El documento final de la marcha también pidió por el aborto legal, seguro y gratuito y recordó que en 2016 fue presentado por sexta vez en el Congreso el proyecto de Ley de Interrupción Voluntaria del Embarazo. “El aborto clandestino es la principal causa de muerte de mujeres gestantes”, denunciaron y agregaron que “el aborto ilegal es femicidio en manos del Estado”. En esa línea, apuntaron contra “los estados femicidas de El Salvador, Honduras, Nicaragua, República Dominicana, Haíti y Surinam”, los únicos 6 países latinoamericanos con prohibición absoluta del aborto.


Télam


Además, en el acto se exigió la libertad de Milagro Sala y de las otras cuatro integrantes de la Tupac Amaru detenidas en Jujuy: Gladys Díaz, Mirta Guerrero, Mirta Aizama y Graciela López.
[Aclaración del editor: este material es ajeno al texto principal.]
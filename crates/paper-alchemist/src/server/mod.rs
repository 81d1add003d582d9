//! HTTP server: ingestion and query boundary

pub mod routes;
pub mod state;

use axum::{extract::State, http::StatusCode, routing::get, Json, Router};
use serde_json::json;
use std::net::SocketAddr;
use tower_http::{
    compression::CompressionLayer,
    cors::{Any, CorsLayer},
    trace::TraceLayer,
};

use crate::config::AlchemistConfig;
use crate::error::{Error, Result};
use state::AppState;

/// Paper processing HTTP server
pub struct AlchemistServer {
    config: AlchemistConfig,
    state: AppState,
}

impl AlchemistServer {
    pub fn new(config: AlchemistConfig) -> Result<Self> {
        let state = AppState::new(config.clone())?;
        Ok(Self { config, state })
    }

    /// Start the server
    pub async fn start(self) -> Result<()> {
        let addr: SocketAddr = self
            .address()
            .parse()
            .map_err(|e| Error::Config(format!("Invalid address: {}", e)))?;

        let router = build_router(self.state.clone());

        tracing::info!("Starting paper-alchemist server on http://{}", addr);

        let listener = tokio::net::TcpListener::bind(addr)
            .await
            .map_err(|e| Error::Config(format!("Failed to bind: {}", e)))?;

        axum::serve(listener, router)
            .await
            .map_err(|e| Error::Internal(format!("Server error: {}", e)))?;

        Ok(())
    }

    pub fn address(&self) -> String {
        format!("{}:{}", self.config.server.host, self.config.server.port)
    }
}

/// Build the router with all routes
pub fn build_router(state: AppState) -> Router {
    let max_upload_size = state.config().server.max_upload_size;
    let enable_cors = state.config().server.enable_cors;

    let router = Router::new()
        .route("/health", get(health_check))
        .route("/ready", get(readiness))
        .nest("/api", routes::api_routes(max_upload_size))
        .with_state(state)
        .layer(TraceLayer::new_for_http())
        .layer(CompressionLayer::new());

    if enable_cors {
        let cors = CorsLayer::new()
            .allow_origin(Any)
            .allow_methods(Any)
            .allow_headers(Any);
        router.layer(cors)
    } else {
        router
    }
}

async fn health_check() -> &'static str {
    "OK"
}

/// Ready once the database answers
async fn readiness(State(state): State<AppState>) -> (StatusCode, Json<serde_json::Value>) {
    match state.repository().status_counts() {
        Ok(counts) => {
            let documents: serde_json::Map<String, serde_json::Value> = counts
                .into_iter()
                .map(|(status, n)| (status.to_string(), json!(n)))
                .collect();
            (StatusCode::OK, Json(json!({ "ready": true, "documents": documents })))
        }
        Err(e) => {
            tracing::error!("Readiness check failed: {}", e);
            (
                StatusCode::SERVICE_UNAVAILABLE,
                Json(json!({ "ready": false, "error": e.to_string() })),
            )
        }
    }
}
También se reclamó el sobreseimiento de las seis activistas detenidas y liberadas ayer acusadas de “daños”, la absolución para Belén –la joven tucumana condenada por haber llegado al hospital con un aborto espontáneo– y la libertad para Higui –procesada por homicidio después de defenderse de una patota que pretendió violarla-.

Otro apartado del documento final rechazó la “la violencia simbólica que ejercen los medios de comunicación”, incluidas “la cristalización de los estereotipos de género” y la “invisibilización” de las luchas feministas. También se declamó contra la Iglesia Católica y las iglesias evangelistas: “Repudiamos su ofensiva en toda América Latina contra lo que llama ‘ideología de género’, mientras protege a los curas abusadores”.


Télam


“Por un movimiento internacional feminista que revolucione nuestro lugar en el mundo”, cerró el documento, que retomó palabras de la filósofa y activista estadounidense Angela Davis al llamar a “un feminismo inclusivo y de intersección que nos invite a todas, a todos, a todes a unirnos a la resistencia al racismo, a la islamofobia, al anti-semitismo, a la misoginia, a la explotación capitalista”. “¡Ni una menos! ¡Vivas nos queremos!”, gritaron las cientos de miles de mujeres presentes en la Plaza de Mayo para cerrar el masivo acto.